Buying a used car can be a financially rewarding, but also tricky endeavor.
While some cars may appear to be an extremely good deal for the value, there are too many instances where things are simply too good to be true. Let’s say you’re scrolling on an app like auto trader, and you spot a BMW 5 series that is a 2014 model for fewer than $19,000. At first, this may seem like an extremely good deal, considering that the same model, purchased brand new has a starting price of over 52, 650. What appears to be a steal, considering you are looking at a used car that is only 5 or so years old and is 30,000 cheaper than purchasing it new. If only buying a car was this simple… The general rule with used cars, is that is the price if too low, it is not in the best shape. However much the car looks nice, and clean, there may be unforeseen issues with the car and it is absolutely necessary to dig deeper into the details, before purchasing a new automobile.
There are several things of importance to look for. The following will contain tips to keep in mind when looking for, or buying a used car.
1) Do the homework:
The most common places people tend to look for cars is online, and at used car dealerships. If you are looking online, you are probably using a site such as Autotrader, craiglist or kijiji. On these sites, it is important to look for several things when you click on a car. Firstly, the kilometers versus the age of the car. The higher amount of Km’s on a car, the less reliable it will become. Generally, after 200,000kms, things on cars start requiring to be replaced. This is something to keep in mind, because if you start going for a cheaper car with higher Km’s, you will end up paying a substantial amount of money on car repairs. Keep in mind, that European cars generally always cost more to repair than domestic and Japanese made cars. Brands like Mercedes-benz, BMW and Audi are common German cars that have a high rate of depreciation. You will find that these used cars sell for cheap, but have extremely high costs to maintain and repair them. When you are browsing online, you will also see something called a car proof report. Make sure to order one, so you can see the history of the vehicle, and if it has been in any accidents, or what has been replaced.
2) Do the investigation:
Once you have your information about the vehicle, make sure to investigate it thoroughly. Examine the vehicle, accidents, millage, and take this all in consideration. List the pros and cons. If the vehicle has been in an accident, this doesn’t necessarily mean it’s a bad thing. This could turn out to be an excellent deal so long as everything has been fixed accordingly. Furthermore, make sure you examine the maintenance history. Ensuring that the previous owner(s) maintained it regularly and did not let parts wear down is essential.
3) Investigate where you are purchasing the car from. If it is a dealership, use a tool such as dealer rater to make sure you are buying from a reputable source. Also, check the policies that the seller is using ie. Money back guarantee or warranty, as these are important thing’s to keep in mind.
4) Get Certified:
Make sure the vehicle is properly certified.
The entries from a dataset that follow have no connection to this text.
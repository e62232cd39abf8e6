//! Blocking HTTP download of the feed body.

use super::FetchError;
use crate::debug;
use reqwest::blocking::Client;
use std::time::Duration;

const USER_AGENT: &str = concat!(env!("CARGO_PKG_NAME"), "/", env!("CARGO_PKG_VERSION"));

/// GET `url` and return the response body.
///
/// Any non-2xx status is an error.
pub fn fetch_body(url: &str, timeout: Duration) -> Result<Vec<u8>, FetchError> {
    let client = Client::builder()
        .timeout(timeout)
        .user_agent(USER_AGENT)
        .build()?;

    debug!("feed"; "GET {} (timeout {}s)", url, timeout.as_secs());
    let response = client.get(url).send()?;

    let status = response.status();
    if !status.is_success() {
        return Err(FetchError::Status(status));
    }

    let body = response.bytes()?;
    debug!("feed"; "received {} bytes", body.len());
    Ok(body.to_vec())
}
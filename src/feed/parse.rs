//! RSS 2.0 channel → posts.

use super::{FetchError, Post};
use crate::{debug, utils::date::parse_feed_date};
use chrono::Utc;
use rss::{Channel, Item};

/// Parse an RSS document and extract every item, in feed order.
pub fn parse_posts(body: &[u8]) -> Result<Vec<Post>, FetchError> {
    let channel = Channel::read_from(body)?;
    Ok(channel.items().iter().map(Post::from_item).collect())
}

impl Post {
    /// Build a post from direct child lookups on an `<item>`.
    ///
    /// Missing title or link become empty strings. A missing or unparsable
    /// `pubDate` becomes the current time.
    fn from_item(item: &Item) -> Self {
        let link = item.link().unwrap_or_default().to_string();
        let raw_date = item.pub_date();
        let published = raw_date.and_then(parse_feed_date).unwrap_or_else(|| {
            debug!("feed"; "unusable pubDate {:?} for {}, using current time", raw_date, link);
            Utc::now()
        });

        Self {
            title: item.title().unwrap_or_default().to_string(),
            link,
            published,
        }
    }
}
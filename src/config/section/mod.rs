//! Configuration section definitions.
//!
//! Each module corresponds to a section in `news-sitemap.toml`:
//!
//! | Module    | TOML Section  | Purpose                              |
//! |-----------|---------------|--------------------------------------|
//! | `feed`    | `[feed]`      | Source feed URL and request timeout  |
//! | `sitemap` | `[sitemap]`   | Output path, minify, publication     |

mod feed;
mod sitemap;

pub use feed::FeedConfig;
pub use sitemap::{PublicationConfig, SitemapConfig};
Often, used dealers will offer a certified used car program via their manufacturer. These can lead to benefits such as extended warranty and lower interest rates on financing.
5) The Finances:
Before you purchase a car, it is important to have a monthly budget, and have an idea on how much you can afford to spend on a car. You should know, or at least have an idea of what you can afford in terms of monthly payments, as well as factoring in Insurance costs and the inevitable cost to repair the vehicle when something goes wrong. Below attached, are some good rules of thumb when looking at finance terms on used vehicles in Canada. (Source: https://www.hondawest.ca/top-10-tips-on-buying-a-used-car-from-a-dealer/).
Typical fiance terms on used vehicles:
• Current model (2016) and one year old (2015) = maximum term of 96 months
• 2013 to 2014 = 84 months
• 2012 = 72 months
• 2011 = 60 months
• 2009 to 2010 = 48 months
• Older units = Generally 36 months if available?
6) Test Drive:
Once you have figured out your financial position, you are ready to start a test drive. Book your appointment and see how the car drives. Some things to look for are; has the vehicle been cleaned and kept in an orderly shape? Any scratches on the exterior and interior?…etc. You may be able to get the dealer to drop the price if you see something small that didn’t appear in the listing.
7) Review the fine print:
Once you have figured out all of the above, you are finally ready to buy your car! Make sure to take your time and review the fine print. Understand everything in the final negotiation and your ready to drive away.